Infatti, questi racconti fanno uso di una sottile dialettica della tragicità e della speranza. Della tragicità: proprio quando i discepoli potrebbero essere pienamente nella gioia, dato che si vedono comparire innanzi Gesù tornato alla vita, ecco che il Risorto attira la loro attenzione sulle sue piaghe, cioè sull’ingiusta violenza di cui è stato vittima. Della speranza: quando i discepoli, alla vista delle terribili tracce della passione, potrebbero sprofondare in un senso di colpa morboso, ecco che l’apparizione del Signore che ha vinto il potere della morte fa loro comprendere che l’esistenza terrena non ha come fine il nulla, ma la vita nella comunione con Dio…
Essere testimoni della resurrezione significa dunque essere guidati all’assunzione di una tensione gioiosa.
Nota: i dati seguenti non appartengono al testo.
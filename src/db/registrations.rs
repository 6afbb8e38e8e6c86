//! Registration repository (spec §3, §4.5).
//!
//! Registrations are created by the worker pool after a successful seat
//! reservation, never directly by the coordinator (spec §2). `create` is a
//! no-op on replay (spec §4.5, §8's idempotence law), enforced by the
//! `UNIQUE(student_id, section_id)` constraint plus an `ON CONFLICT DO
//! NOTHING`.

use sqlx::PgPool;
use uuid::Uuid;

use crate::models::Registration;

pub async fn find_by_student_and_section(
    pool: &PgPool,
    student_id: Uuid,
    section_id: Uuid,
) -> Result<Option<Registration>, sqlx::Error> {
    sqlx::query_as::<_, Registration>(
        r#"SELECT id, student_id, section_id, status, registered_at, version
           FROM registrations WHERE student_id = $1 AND section_id = $2"#,
    )
    .bind(student_id)
    .bind(section_id)
    .fetch_optional(pool)
    .await
}

pub async fn list_for_student(
    pool: &PgPool,
    student_id: Uuid,
) -> Result<Vec<Registration>, sqlx::Error> {
    sqlx::query_as::<_, Registration>(
        r#"SELECT id, student_id, section_id, status, registered_at, version
           FROM registrations WHERE student_id = $1 ORDER BY registered_at"#,
    )
    .bind(student_id)
    .fetch_all(pool)
    .await
}

/// Inserts an `enrolled` registration row with version 1. A pre-existing
/// row for the same (student, section) is left untouched — this is what
/// makes replaying the job safe (spec §4.5, §8).
pub async fn create_enrolled(
    pool: &PgPool,
    student_id: Uuid,
    section_id: Uuid,
) -> Result<bool, sqlx::Error> {
    let result = sqlx::query(
        r#"INSERT INTO registrations (id, student_id, section_id, status, registered_at, version)
           VALUES ($1, $2, $3, 'enrolled', now(), 1)
           ON CONFLICT (student_id, section_id) DO NOTHING"#,
    )
    .bind(Uuid::new_v4())
    .bind(student_id)
    .bind(section_id)
    .execute(pool)
    .await?;

    Ok(result.rows_affected() > 0)
}

pub async fn mark_dropped(
    pool: &PgPool,
    student_id: Uuid,
    section_id: Uuid,
) -> Result<bool, sqlx::Error> {
    let result = sqlx::query(
        r#"UPDATE registrations
           SET status = 'dropped', version = version + 1
           WHERE student_id = $1 AND section_id = $2 AND status = 'enrolled'"#,
    )
    .bind(student_id)
    .bind(section_id)
    .execute(pool)
    .await?;

    Ok(result.rows_affected() > 0)
}
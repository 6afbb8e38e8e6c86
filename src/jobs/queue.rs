//! Job Queue (spec §4.5).
//!
//! Three bounded, independent channels — one per topic — so a backlog on
//! one topic cannot starve another. Enqueue is non-blocking: a full buffer
//! is surfaced immediately as `QueueFull` so the caller (the coordinator,
//! on the hot path) can decide whether to compensate.

use uuid::Uuid;

use crate::models::{DatabaseSyncJob, WaitlistEntryJob};

#[derive(Debug, thiserror::Error)]
#[error("job queue is full")]
pub struct QueueFull;

#[derive(Clone)]
pub struct JobQueue {
    pub(crate) db_sync_tx: tokio::sync::mpsc::Sender<DatabaseSyncJob>,
    pub(crate) waitlist_process_tx: tokio::sync::mpsc::Sender<Uuid>,
    pub(crate) waitlist_entry_tx: tokio::sync::mpsc::Sender<WaitlistEntryJob>,
}

/// Receiving halves, handed to the worker pool at startup. Kept separate
/// from `JobQueue` because receivers aren't `Clone` — only one pool owns
/// them, wrapped per-topic in a mutex so the fixed worker fan-out can share
/// a single channel per topic (spec §4.5 "fixed worker count").
pub struct JobQueueReceivers {
    pub db_sync_rx: tokio::sync::mpsc::Receiver<DatabaseSyncJob>,
    pub waitlist_process_rx: tokio::sync::mpsc::Receiver<Uuid>,
    pub waitlist_entry_rx: tokio::sync::mpsc::Receiver<WaitlistEntryJob>,
}

impl JobQueue {
    pub fn new(buffer_size: usize) -> (Self, JobQueueReceivers) {
        let (db_sync_tx, db_sync_rx) = tokio::sync::mpsc::channel(buffer_size);
        let (waitlist_process_tx, waitlist_process_rx) = tokio::sync::mpsc::channel(buffer_size);
        let (waitlist_entry_tx, waitlist_entry_rx) = tokio::sync::mpsc::channel(buffer_size);

        (
            Self {
                db_sync_tx,
                waitlist_process_tx,
                waitlist_entry_tx,
            },
            JobQueueReceivers {
                db_sync_rx,
                waitlist_process_rx,
                waitlist_entry_rx,
            },
        )
    }

    pub fn enqueue_db_sync(&self, job: DatabaseSyncJob) -> Result<(), QueueFull> {
        self.db_sync_tx.try_send(job).map_err(|_| QueueFull)
    }

    pub fn enqueue_waitlist_process(&self, section_id: Uuid) -> Result<(), QueueFull> {
        self.waitlist_process_tx
            .try_send(section_id)
            .map_err(|_| QueueFull)
    }

    pub fn enqueue_waitlist_entry(&self, job: WaitlistEntryJob) -> Result<(), QueueFull> {
        self.waitlist_entry_tx.try_send(job).map_err(|_| QueueFull)
    }
}
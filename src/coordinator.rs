//! Registration Coordinator (spec §4.1). Holds no persistent state of its
//! own — every call is a short sequence of round-trips to the counter, the
//! durable store, the waitlist manager, and the job queue, with no lock held
//! across any of them (spec §5).

use std::sync::Arc;

use chrono::Utc;
use sqlx::PgPool;
use uuid::Uuid;

use crate::counter::{CounterError, CounterStore};
use crate::db;
use crate::error::{CoreError, CoreResult};
use crate::idempotency::{Admission, IdempotencyGate};
use crate::jobs::JobQueue;
use crate::models::{
    DatabaseSyncJob, DatabaseSyncJobType, Registration, RegistrationStatus,
    RegistrationStatusResult, Section, SectionResult, WaitlistEntry,
};
use crate::waitlist::WaitlistManager;

pub struct RegistrationCoordinator {
    pool: PgPool,
    counter: Arc<dyn CounterStore>,
    waitlist: Arc<WaitlistManager>,
    queue: JobQueue,
    idempotency: IdempotencyGate,
}

#[derive(Debug, serde::Serialize, serde::Deserialize)]
pub struct RegisterResponse {
    pub results: Vec<SectionResult>,
}

impl RegistrationCoordinator {
    pub fn new(
        pool: PgPool,
        counter: Arc<dyn CounterStore>,
        waitlist: Arc<WaitlistManager>,
        queue: JobQueue,
        idempotency: IdempotencyGate,
    ) -> Self {
        Self {
            pool,
            counter,
            waitlist,
            queue,
            idempotency,
        }
    }

    /// `register` (spec §4.1 steps 1-4).
    pub async fn register(
        &self,
        student_id: Uuid,
        section_ids: &[Uuid],
        idempotency_key: Option<&str>,
    ) -> CoreResult<RegisterResponse> {
        if section_ids.is_empty() {
            return Err(CoreError::InvalidRequest(
                "section_ids must be non-empty".into(),
            ));
        }

        let request_body = serde_json::json!({ "section_ids": section_ids });
        let request_hash = IdempotencyGate::hash_request(student_id, &request_body);

        if let Some(key) = idempotency_key {
            match self.idempotency.admit(key, student_id, &request_hash).await? {
                Admission::Replay { body, .. } => {
                    let response: RegisterResponse = serde_json::from_value(body)
                        .map_err(|e| CoreError::Internal(e.to_string()))?;
                    return Ok(response);
                }
                Admission::Proceed => {}
            }
        }

        let student = db::students::find_by_id(&self.pool, student_id)
            .await?
            .ok_or(CoreError::StudentNotFound)?;
        if !student.is_active() {
            return Err(CoreError::StudentInactive);
        }

        let mut results = Vec::with_capacity(section_ids.len());
        for &section_id in section_ids {
            results.push(self.attempt_section(student_id, section_id).await);
        }

        let response = RegisterResponse { results };

        if let Some(key) = idempotency_key {
            let body = serde_json::to_value(&response)
                .map_err(|e| CoreError::Internal(e.to_string()))?;
            self.idempotency
                .commit(key, student_id, &request_hash, 200, &body)
                .await?;
        }

        Ok(response)
    }

    /// One section's worth of spec §4.1 step 3. Never returns `Err` — every
    /// failure mode for a single section is expressed as a `failed`
    /// `SectionResult` so the rest of the batch proceeds.
    async fn attempt_section(&self, student_id: Uuid, section_id: Uuid) -> SectionResult {
        match db::registrations::find_by_student_and_section(&self.pool, student_id, section_id)
            .await
        {
            Ok(Some(existing)) => {
                return SectionResult {
                    section_id,
                    status: RegistrationStatusResult::AlreadyRegistered,
                    message: format!("already {:?}", existing.status).to_lowercase(),
                    waitlist_position: None,
                };
            }
            Ok(None) => {}
            Err(e) => {
                return SectionResult {
                    section_id,
                    status: RegistrationStatusResult::Failed,
                    message: format!("lookup failed: {e}"),
                    waitlist_position: None,
                };
            }
        }

        match self.counter.decrement_and_get(section_id).await {
            Ok(_) => self.reserve_seat(student_id, section_id).await,
            Err(CounterError::Exhausted) => self.enqueue_waitlist(student_id, section_id).await,
            Err(CounterError::Missing) => match self.counter.get(section_id).await {
                Some(0) => self.enqueue_waitlist(student_id, section_id).await,
                _ => SectionResult {
                    section_id,
                    status: RegistrationStatusResult::Failed,
                    message: "seat counter unreachable".into(),
                    waitlist_position: None,
                },
            },
        }
    }

    async fn reserve_seat(&self, student_id: Uuid, section_id: Uuid) -> SectionResult {
        let job = DatabaseSyncJob {
            job_type: DatabaseSyncJobType::CreateRegistration,
            student_id,
            section_id,
            timestamp: Utc::now(),
        };
        match self.queue.enqueue_db_sync(job) {
            Ok(()) => SectionResult {
                section_id,
                status: RegistrationStatusResult::Enrolled,
                message: "enrolled".into(),
                waitlist_position: None,
            },
            Err(_) => {
                let _ = self.counter.increment(section_id).await;
                SectionResult {
                    section_id,
                    status: RegistrationStatusResult::Failed,
                    message: "registration queue is full".into(),
                    waitlist_position: None,
                }
            }
        }
    }

    async fn enqueue_waitlist(&self, student_id: Uuid, section_id: Uuid) -> SectionResult {
        let position = match self.waitlist.append(student_id, section_id).await {
            Ok(p) => p,
            Err(e) => {
                return SectionResult {
                    section_id,
                    status: RegistrationStatusResult::Failed,
                    message: format!("waitlist append failed: {e}"),
                    waitlist_position: None,
                };
            }
        };

        let job = crate::models::WaitlistEntryJob {
            student_id,
            section_id,
            position,
            timestamp: Utc::now(),
        };
        if self.queue.enqueue_waitlist_entry(job).is_err() {
            tracing::warn!(
                %student_id,
                %section_id,
                position,
                "waitlist_entry queue full, in-memory position assigned without a durable mirror yet"
            );
        }

        SectionResult {
            section_id,
            status: RegistrationStatusResult::Waitlisted,
            message: "waitlisted".into(),
            waitlist_position: Some(position),
        }
    }

    /// `drop` (spec §4.1 steps 1-5).
    pub async fn drop(&self, student_id: Uuid, section_id: Uuid) -> CoreResult<()> {
        let registration =
            db::registrations::find_by_student_and_section(&self.pool, student_id, section_id)
                .await?
                .filter(|r| r.status == RegistrationStatus::Enrolled)
                .ok_or(CoreError::NotEnrolled)?;
        let _ = registration;

        self.counter
            .increment(section_id)
            .await
            .map_err(|e| CoreError::Counter(e.to_string()))?;

        match db::registrations::mark_dropped(&self.pool, student_id, section_id).await {
            Ok(true) => {}
            Ok(false) => {
                let _ = self.counter.decrement(section_id).await;
                return Err(CoreError::NotEnrolled);
            }
            Err(e) => {
                let _ = self.counter.decrement(section_id).await;
                return Err(e.into());
            }
        }

        let job = DatabaseSyncJob {
            job_type: DatabaseSyncJobType::UpdateSeats,
            student_id,
            section_id,
            timestamp: Utc::now(),
        };
        if self.queue.enqueue_db_sync(job).is_err() {
            tracing::error!(%student_id, %section_id, "update_seats enqueue failed after drop");
        }

        if self.queue.enqueue_waitlist_process(section_id).is_err() {
            tracing::error!(%section_id, "waitlist_process enqueue failed after drop");
        }

        Ok(())
    }

    pub async fn get_registrations(&self, student_id: Uuid) -> CoreResult<Vec<Registration>> {
        Ok(db::registrations::list_for_student(&self.pool, student_id).await?)
    }

    pub async fn get_waitlist(&self, student_id: Uuid) -> CoreResult<Vec<WaitlistEntry>> {
        Ok(self.waitlist.by_student(student_id).await?)
    }

    pub async fn get_available_sections(
        &self,
        semester_id: Uuid,
        course_id: Option<Uuid>,
    ) -> CoreResult<Vec<Section>> {
        Ok(db::sections::list_available(&self.pool, semester_id, course_id).await?)
    }
}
Quando, animato dal piacere di vivere, rischio di costruire la mia storia in una “folle” speranza che potrebbe farmi dimenticare l’infelicità degli uomini, Cristo mi richiama alla mia responsabilità: «Ricordati del mio corpo torturato a causa del peccato del mondo, e la tua fede in me non ti distolga dalla lotta dell’amore e dal perdono offerto ai tuoi fratelli». Quando al contrario, paralizzato dall’eccesso di male nel mondo, mi lascio andare alla disperazione, Cristo risveglia la mia fede: «Ricordati del mattino di Pasqua, e confida nella mia promessa di cieli nuovi e di una terra nuova». Credo che si tratti davvero di una tensione gioiosa. Il che mi ricorda come la gioia evangelica non si trovi sempre sul versante della distensione psichica.

Biografia

Xavier Thévenot (1938-2004), sacerdote francese, è stato salesiano di Don Bosco e professore di teologia morale all’Istituto Cattolico di Parigi. Affetto per oltre 20 anni dal morbo di Parkinson, ha scritto pagine dense e sofferte sulla propria esperienza di malattia.
Thévenot amava definire la morale come «ciò a cui gli uomini si obbligano quando vogliono conferire un senso alla propria vita» e come «un insieme di regole e di valori che ci consentono di trovare a poco a poco, e liberamente, cammini di umanizzazione e di felicità».
Teologo di fama internazionale, capace di parlare della morale senza cadere nel moralismo, Thévenot ha contribuito a dimostrare come sia possibile riflettere sulla realtà e assumere decisioni responsabili anche quando il bene e il male sembrano essere inestricabilmente legati.